Beritainternusa.com,Banten – Seorang gadis asal Malingping, Lebak, Banten berinisial M (16) jadi korban pemerkosaan dengan modus dijanjikan pekerjaan.
Kasus ini berawal pada saat korban M dijanjikan oleh pelaku berinisial N, akan dipekerjakan di sebuah toko waralaba.
Pelaku mengiming-imingi korban dengan gaji sebesar Rp3 juta. M yang saat itu sedang butuh uang untuk biaya kelulusan dia dan adiknya pun tergiur.
Tanpa ragu M pun memutuskan bertemu dengan N di alun-alun Pandeglang meski M belum pernah bertemu dengan N sama sekali dan tidak mengenalinya.

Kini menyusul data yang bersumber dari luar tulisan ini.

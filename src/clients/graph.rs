use bytes::Bytes;
use reqwest::Client;
use serde::de::DeserializeOwned;
use serde::Deserialize;

use crate::config::Config;
use crate::error::AppError;

const GRAPH_BASE: &str = "https://graph.microsoft.com/v1.0";

#[derive(Debug, Deserialize)]
struct TokenResponse {
    access_token: String,
}

#[derive(Debug, Deserialize)]
struct SiteResponse {
    id: String,
}

#[derive(Debug, Deserialize)]
struct DriveList {
    value: Vec<Drive>,
}

#[derive(Debug, Deserialize)]
struct Drive {
    id: String,
}

#[derive(Debug, Clone, Deserialize)]
pub struct DriveItem {
    pub name: String,
    pub id: String,
}

#[derive(Debug, Deserialize)]
struct ChildrenResponse {
    value: Vec<DriveItem>,
}

/// Thin Microsoft Graph client holding a client-credentials bearer token.
/// Token acquisition failure is fatal for the whole run; every other call
/// surfaces a Transport error the driver may skip past per file.
pub struct GraphClient {
    http: Client,
    access_token: String,
}

impl GraphClient {
    pub async fn connect(config: &Config) -> Result<Self, AppError> {
        let http = Client::new();
        let token_url = format!(
            "https://login.microsoftonline.com/{}/oauth2/v2.0/token",
            config.tenant_id
        );
        let params = [
            ("grant_type", "client_credentials"),
            ("client_id", config.client_id.as_str()),
            ("client_secret", config.client_secret.as_str()),
            ("scope", "https://graph.microsoft.com/.default"),
        ];

        let response = http
            .post(&token_url)
            .form(&params)
            .send()
            .await
            .map_err(|e| AppError::Auth(format!("Failed to request access token: {}", e)))?;

        if !response.status().is_success() {
            let status = response.status();
            let body = response.text().await.unwrap_or_default();
            return Err(AppError::Auth(format!(
                "Could not obtain access token. Status: {}, body: {}",
                status, body
            )));
        }

        let token: TokenResponse = response
            .json()
            .await
            .map_err(|e| AppError::Auth(format!("Malformed token response: {}", e)))?;

        Ok(Self {
            http,
            access_token: token.access_token,
        })
    }

    pub async fn site_id(
        &self,
        hostname: &str,
        site_relative_path: &str,
    ) -> Result<String, AppError> {
        let url = format!("{}/sites/{}:{}", GRAPH_BASE, hostname, site_relative_path);
        let site: SiteResponse = self.get_json(&url, "site ID").await?;
        Ok(site.id)
    }

    pub async fn drive_id(&self, site_id: &str) -> Result<String, AppError> {
        let url = format!("{}/sites/{}/drives", GRAPH_BASE, site_id);
        let drives: DriveList = self.get_json(&url, "drive ID").await?;
        drives
            .value
            .into_iter()
            .next()
            .map(|drive| drive.id)
            .ok_or_else(|| AppError::Transport("Site has no document drives".to_string()))
    }

    /// Children of a drive folder, in the order the API returned them.
    pub async fn list_children(
        &self,
        drive_id: &str,
        folder_path: &str,
    ) -> Result<Vec<DriveItem>, AppError> {
        let url = format!(
            "{}/drives/{}/root:/{}:/children",
            GRAPH_BASE, drive_id, folder_path
        );
        let children: ChildrenResponse = self.get_json(&url, "folder listing").await?;
        Ok(children.value)
    }

    pub async fn download_item(
        &self,
        drive_id: &str,
        item_id: &str,
    ) -> Result<Bytes, AppError> {
        let url = format!("{}/drives/{}/items/{}/content", GRAPH_BASE, drive_id, item_id);
        let response = self
            .http
            .get(&url)
            .bearer_auth(&self.access_token)
            .send()
            .await
            .map_err(|e| AppError::Transport(format!("Failed to download file: {}", e)))?;

        if !response.status().is_success() {
            return Err(AppError::Transport(format!(
                "Failed to download file. Status: {}",
                response.status()
            )));
        }

        response
            .bytes()
            .await
            .map_err(|e| AppError::Transport(format!("Failed to read file bytes: {}", e)))
    }

    async fn get_json<T: DeserializeOwned>(&self, url: &str, what: &str) -> Result<T, AppError> {
        let response = self
            .http
            .get(url)
            .bearer_auth(&self.access_token)
            .send()
            .await
            .map_err(|e| AppError::Transport(format!("Failed to fetch {}: {}", what, e)))?;

        if !response.status().is_success() {
            let status = response.status();
            let body = response.text().await.unwrap_or_default();
            return Err(AppError::Transport(format!(
                "Error fetching {}: {} {}",
                what, status, body
            )));
        }

        response
            .json()
            .await
            .map_err(|e| AppError::Transport(format!("Malformed {} response: {}", what, e)))
    }
}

Untuk meyakinkan korban, pelaku pun mentransfer uang sejumlah Rp250 ribu untuk ongkos korban bertemu dengan pelaku di Alun-alun Pandeglang.
Pertemuan keduanya pun terjadi pada Sabtu (18/05/24) malam sekira pukul 22.00 WIB. Korban menyewa ojek dari Malingping menuju Alun-alun Pandeglang. Tukang ojek yang mengantarnya langsung pulang ke Malingping.
Setelahnya korban dibawa oleh pelaku ke daerah Petir yang berada di Kabupaten Serang, pelaku pun langsung melancarkan aksinya.
Pada kejadian pertama, M dipaksa untuk membuka baju dan pakaian dalamnya sambil diancam oleh N jika menolak maka orang tuanya akan dibunuh. Tak berdaya, M pun disetubuhi oleh N.
Dan kejadian rudupaksa yang kedua kalinya, M pun kembali dibawa oleh N menuju sebuah gubug di Desa Kampung Baru, Kecamatan Petir, Kabupaten Serang. Di bawah ancaman, N kembali melakukan persetubuhan kepada M. Ternyata pekerjaan yang dijanjikan N kepada M ternyata hanya modus semata.
Puas melakukan aksinya, N mengantarkan M pulang ke Malingping menggunakan sepeda motor, dan meninggalkan M di pinggir jalan yang berjarak 2 kilometer dari rumahnya.
Sampai di rumah, M langsung menjelaskan peristiwa yang dialaminya tersebut kepada kedua orang tuanya.
Tak terima dengan peristiwa yang dialami anaknya, Ayah M pun langsung melaporkan dugaan tindak pidana perkosaan dan pengancaman kepada Unit PPA Polres Serang, pada Selasa (21/05/24) sore.
Sementara itu, Kanit PPA Polres Serang, Ipda Bagus Yoga Ilham Pribadi, saat dimintai keterangan terkait kasus ini mengaku belum menerima laporan karena masih menunggu disposisi dari bagian administrasi.
Kami belum menerima laporan karena masih menunggu disposisi dari admin kami, Silakan nanti kalau mau lebih lanjut bisa datang ke kantor kami,” jelas Ipda Bagus lewat pesan singkat yang diterima awak media, Minggu, (25/05/24) pagi.